En aquella sucesión de montañas cobrizas, océanos violeta y bosques turquesa se adivinaba la historia del planeta. Animales y plantas — unas veces, monstruosos e incomprensibles; otras, soberbios y espléndidos — desfilaban como espectros del pasado.
Muchos se asemejaban a aquellos cuyos restos guardaban, a modo de anales, los estratos de la corteza terrestre. Larga era la escala ascendente de formas de vida, de continuo perfeccionamiento de la materia viva. Aquel interminable camino de evolución parecía a los seres de la Tierra aún más prolongado, áspero y penoso que su propia genealogía, bien conocida por cada uno de ellos.

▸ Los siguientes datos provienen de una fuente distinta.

//! Initial solution construction: homogeneous and dynamic regret-weighted
//! cheapest-insertion heuristics (spec.md §4.6).

mod heuristic;

pub use heuristic::{construct, ConstructionConfig, InitMode, FALLBACK_TABLE};
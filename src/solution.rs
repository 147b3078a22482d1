//! Final route assembly: walks each `TWRoute` and emits per-step timing,
//! load, and priority totals for reporting (spec.md §4.10).
//!
//! Grounded on `evaluation/evaluator.rs::build_route`'s visit-by-visit
//! accumulation, generalized from a flat customer-id walk to the
//! job/break step sequence of [`crate::routes::TWRoute`] and widened with
//! break attribution and cost unscaling.

use crate::amount::Amount;
use crate::eval::Eval;
use crate::models::{Input, JobType, Vehicle};
use crate::routes::{RouteStep, TWRoute};

/// One stop along an assembled route, in user-facing (unscaled) units.
#[derive(Debug, Clone, PartialEq)]
pub struct SolutionStep {
    pub kind: StepKind,
    pub location: Option<usize>,
    pub arrival: i64,
    pub waiting_time: i64,
    pub duration: i64,
    pub distance: i64,
    pub load: Amount,
}

#[derive(Debug, Clone, Copy, PartialEq, Eq)]
pub enum StepKind {
    Start,
    End,
    Job { job_id: u64, job_type: JobType },
    Break { break_id: u64 },
}

/// One vehicle's assembled route: its steps plus route-level totals.
#[derive(Debug, Clone, PartialEq)]
pub struct SolutionRoute {
    pub vehicle_id: u64,
    pub steps: Vec<SolutionStep>,
    pub cost: f64,
    pub duration: i64,
    pub distance: i64,
    pub priority: u32,
}

/// The fully-assembled output of one solve: every non-empty route plus the
/// ids of jobs that never made it off the unassigned pool.
#[derive(Debug, Clone, PartialEq, Default)]
pub struct Solution {
    pub routes: Vec<SolutionRoute>,
    pub unassigned: Vec<u64>,
    pub cost: f64,
}

/// Walks `route`'s steps, accumulating arrival/waiting/cumulative
/// duration/distance/load, and returns the assembled [`SolutionRoute`].
/// Returns `None` for an empty route (nothing to report).
pub fn assemble_route(input: &Input, route: &TWRoute) -> Option<SolutionRoute> {
    if route.steps().is_empty() {
        return None;
    }

    let vehicle = &input.vehicles()[route.vehicle()];
    let mut steps = Vec::with_capacity(route.steps().len() + 2);
    let mut cumulative_duration = 0i64;
    let mut cumulative_distance = 0i64;
    let mut priority_sum = 0u32;
    let mut prev_loc = vehicle.start_index();
    let mut prev_departure = route.earliest_at(0).min(vehicle.time_window().start());

    if let Some(start_loc) = vehicle.start_index() {
        steps.push(SolutionStep {
            kind: StepKind::Start,
            location: Some(start_loc),
            arrival: vehicle.time_window().start(),
            waiting_time: 0,
            duration: 0,
            distance: 0,
            load: route.raw().load_at(0),
        });
        prev_departure = vehicle.time_window().start();
    }

    for (rank, step) in route.steps().iter().enumerate() {
        let arrival_time = route.earliest_at(rank);
        let (loc, action_time) = match *step {
            RouteStep::Job(job_rank) => {
                let job = &input.jobs()[job_rank];
                priority_sum += job.priority() as u32;
                (
                    Some(job.location()),
                    job.setup_for(vehicle.profile()) + job.service_for(vehicle.profile()),
                )
            }
            RouteStep::Break(idx) => (None, vehicle.breaks()[idx].service()),
        };

        let travel_duration = match (prev_loc, loc) {
            (Some(p), Some(l)) => input.travel_duration(vehicle, p, l),
            _ => 0,
        };
        let travel_distance = match (prev_loc, loc) {
            (Some(p), Some(l)) => input.travel_distance(vehicle, p, l),
            _ => 0,
        };
        cumulative_duration += travel_duration;
        cumulative_distance += travel_distance;

        let waiting_time = (arrival_time - (prev_departure + travel_duration)).max(0);
        cumulative_duration += waiting_time;

        let kind = match *step {
            RouteStep::Job(job_rank) => {
                let job = &input.jobs()[job_rank];
                StepKind::Job { job_id: job.id(), job_type: job.job_type() }
            }
            RouteStep::Break(idx) => StepKind::Break { break_id: vehicle.breaks()[idx].id() },
        };

        steps.push(SolutionStep {
            kind,
            location: loc,
            arrival: arrival_time,
            waiting_time,
            duration: cumulative_duration,
            distance: cumulative_distance,
            load: route.raw().load_at(rank + 1).clone(),
        });

        cumulative_duration += action_time;
        prev_departure = arrival_time + action_time;
        if let Some(l) = loc {
            prev_loc = Some(l);
        }
    }

    if let Some(end_loc) = vehicle.end_index() {
        let travel_duration = match prev_loc {
            Some(p) => input.travel_duration(vehicle, p, end_loc),
            None => 0,
        };
        let travel_distance = match prev_loc {
            Some(p) => input.travel_distance(vehicle, p, end_loc),
            None => 0,
        };
        cumulative_duration += travel_duration;
        cumulative_distance += travel_distance;
        steps.push(SolutionStep {
            kind: StepKind::End,
            location: Some(end_loc),
            arrival: prev_departure + travel_duration,
            waiting_time: 0,
            duration: cumulative_duration,
            distance: cumulative_distance,
            load: route.raw().load_at(route.size()).clone(),
        });
    }

    let cost = route_cost(input, vehicle, route) as f64 * input.cost_scale();

    Some(SolutionRoute {
        vehicle_id: vehicle.id(),
        steps,
        cost,
        duration: cumulative_duration,
        distance: cumulative_distance,
        priority: priority_sum,
    })
}

fn route_cost(input: &Input, vehicle: &Vehicle, route: &TWRoute) -> i64 {
    crate::solution_state::route_eval_with(input, vehicle, route.steps()).cost
}

/// Assembles the full [`Solution`] from final routes and the unassigned set
/// (spec.md §4.10): undoes internal cost scaling and lists unassigned jobs
/// by their external id.
pub fn assemble_solution(
    input: &Input,
    routes: &[TWRoute],
    unassigned_ranks: impl IntoIterator<Item = usize>,
) -> Solution {
    let mut assembled = Vec::new();
    let mut total_cost = 0.0;
    for route in routes {
        if let Some(r) = assemble_route(input, route) {
            total_cost += r.cost;
            assembled.push(r);
        }
    }
    let unassigned = unassigned_ranks
        .into_iter()
        .map(|rank| input.jobs()[rank].id())
        .collect();
    Solution {
        routes: assembled,
        unassigned,
        cost: total_cost,
    }
}
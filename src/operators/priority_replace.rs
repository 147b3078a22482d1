//! `PriorityReplace` (spec.md §4.7): evict a route's prefix or suffix whose
//! cumulative priority is lower than an unassigned job's priority, dropping
//! the evicted jobs back to the unassigned pool in favor of `candidate`.
//!
//! Grounded on the prefix/suffix cumulative-priority prefix sums already
//! exposed by [`crate::solution_state::SolutionState::fwd_priority`] and
//! [`crate::solution_state::SolutionState::bwd_priority`] (built for exactly
//! this query).

use crate::eval::{Eval, NO_EVAL};
use crate::models::{Input, JobType};
use crate::routes::{RouteStep, TWRoute};
use crate::solution_state::SolutionState;

use super::{LsOperator, OperatorKind};

/// If `prefix`, evicts `route[..split_rank]`; otherwise evicts
/// `route[split_rank..]`. `candidate` is inserted at the vacated end.
pub struct PriorityReplaceOp {
    route: usize,
    split_rank: usize,
    prefix: bool,
    candidate: usize,
    gain: Eval,
}

impl PriorityReplaceOp {
    pub fn new(route: usize, split_rank: usize, prefix: bool, candidate: usize) -> Self {
        Self {
            route,
            split_rank,
            prefix,
            candidate,
            gain: NO_EVAL,
        }
    }

    fn rebuilt(&self, input: &Input, routes: &[TWRoute]) -> Option<TWRoute> {
        let route = &routes[self.route];
        let vehicle = &input.vehicles()[route.vehicle()];
        let kept: Vec<RouteStep> = if self.prefix {
            route.steps()[self.split_rank..].to_vec()
        } else {
            route.steps()[..self.split_rank].to_vec()
        };

        let mut new_route = TWRoute::new(route.vehicle(), input.amount_size());
        if self.prefix {
            if !new_route.add(input, vehicle, RouteStep::Job(self.candidate), 0) {
                return None;
            }
            for step in &kept {
                if !new_route.add(input, vehicle, *step, new_route.size()) {
                    return None;
                }
            }
        } else {
            for step in &kept {
                if !new_route.add(input, vehicle, *step, new_route.size()) {
                    return None;
                }
            }
            if !new_route.add(input, vehicle, RouteStep::Job(self.candidate), new_route.size()) {
                return None;
            }
        }
        Some(new_route)
    }
}

impl LsOperator for PriorityReplaceOp {
    fn kind(&self) -> OperatorKind {
        OperatorKind::PriorityReplace
    }

    fn gain_upper_bound(&self, _input: &Input, state: &SolutionState) -> Eval {
        state.route_eval(self.route)
    }

    fn is_valid(&mut self, input: &Input, routes: &[TWRoute]) -> bool {
        let route = &routes[self.route];
        self.split_rank > 0
            && self.split_rank < route.size()
            && matches!(input.jobs()[self.candidate].job_type(), JobType::Single)
    }

    fn compute_gain(&mut self, input: &Input, state: &SolutionState, routes: &[TWRoute]) {
        let route = &routes[self.route];
        if self.split_rank == 0 || self.split_rank >= route.size() {
            self.gain = NO_EVAL;
            return;
        }
        let cumulative_priority = if self.prefix {
            state.fwd_priority(self.route, self.split_rank - 1)
        } else {
            state.bwd_priority(self.route, self.split_rank)
        };
        if cumulative_priority >= input.jobs()[self.candidate].priority() as u32 {
            self.gain = NO_EVAL;
            return;
        }

        let before = state.route_eval(self.route);
        match self.rebuilt(input, routes) {
            Some(new_route) => {
                let vehicle = &input.vehicles()[new_route.vehicle()];
                let after = crate::solution_state::route_eval_with(input, vehicle, new_route.steps());
                if !after.within_vehicle_range(vehicle) {
                    self.gain = NO_EVAL;
                    return;
                }
                self.gain = before - after;
            }
            None => self.gain = NO_EVAL,
        }
    }

    fn gain(&self) -> Eval {
        self.gain
    }

    fn apply(&self, input: &Input, routes: &mut [TWRoute], _state: &mut SolutionState) {
        if let Some(new_route) = self.rebuilt(input, routes) {
            routes[self.route] = new_route;
        }
    }

    fn addition_candidates(&self) -> Vec<usize> {
        vec![self.route]
    }

    fn update_candidates(&self) -> Vec<usize> {
        vec![self.route]
    }

    fn required_unassigned(&self) -> Vec<usize> {
        vec![self.candidate]
    }
}

#[cfg(test)]
mod tests {
    use super::*;
    use crate::amount::Amount;
    use crate::compatibility::Compatibility;
    use crate::models::{Job, Matrix, ProfileMatrices, Vehicle};
    use std::collections::HashMap;

    fn sample_input() -> Input {
        let durations = Matrix::from_data(4, vec![
            0, 10, 20, 30,
            10, 0, 10, 20,
            20, 10, 0, 10,
            30, 20, 10, 0,
        ]).unwrap();
        let distances = durations.clone();
        let mut matrices = HashMap::new();
        matrices.insert("car".to_string(), ProfileMatrices::new(durations, distances, None));
        let jobs = vec![
            Job::single(1, 1, Amount::zero(1), Amount::zero(1)),
            Job::single(2, 2, Amount::zero(1), Amount::zero(1)),
            Job::single(3, 3, Amount::zero(1), Amount::zero(1)).with_priority(90),
        ];
        let vehicles = vec![Vehicle::new(0, Amount::from_vec(vec![10])).with_start(0).with_end(0)];
        Input::new(jobs, vehicles, matrices, 1)
    }

    #[test]
    fn test_priority_replace_accepts_higher_priority_candidate() {
        let input = sample_input();
        let compat = Compatibility::build(&input);
        let mut r0 = TWRoute::new(0, 1);
        let v0 = &input.vehicles()[0];
        r0.add(&input, v0, RouteStep::Job(0), 0);
        r0.add(&input, v0, RouteStep::Job(1), 1);
        let routes = vec![r0];
        let mut state = SolutionState::new(&input);
        state.setup(&input, &compat, &routes);

        // job 0 has priority 0; evicting the one-job prefix [job0] in favor
        // of unassigned job 2 (priority 90) should pass the gate.
        let mut op = PriorityReplaceOp::new(0, 1, true, 2);
        assert!(op.is_valid(&input, &routes));
        op.compute_gain(&input, &state, &routes);
        assert!(!op.gain().is_no_eval());
    }
}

En la espectral claridad del aparato iban apareciendo nuevos cuadros: fuego de grandes hogueras, amontonamientos de rocas en las llanuras, luchas con bestias feroces, solemnes exequias y ritos religiosos. La figura de un hombre, cuyo cuerpo cubría una piel de fiera, ocupó la pantalla en toda su altura. Apoyándose con una mano en una lanza y alzando la diestra hacia las estrellas con amplio ademán, pisaba fuertemente el cuello de un monstruo vencido, de ásperas crines en el espinazo, que, abiertas las fauces, mostraba sus largos y afilados colmillos. En el plano posterior, una hilera de hombres y mujeres, cogidos de la mano por parejas, parecían cantar.
Las visiones animadas desaparecieron cediendo lugar a la superficie oscura y pulida de la pared de piedra.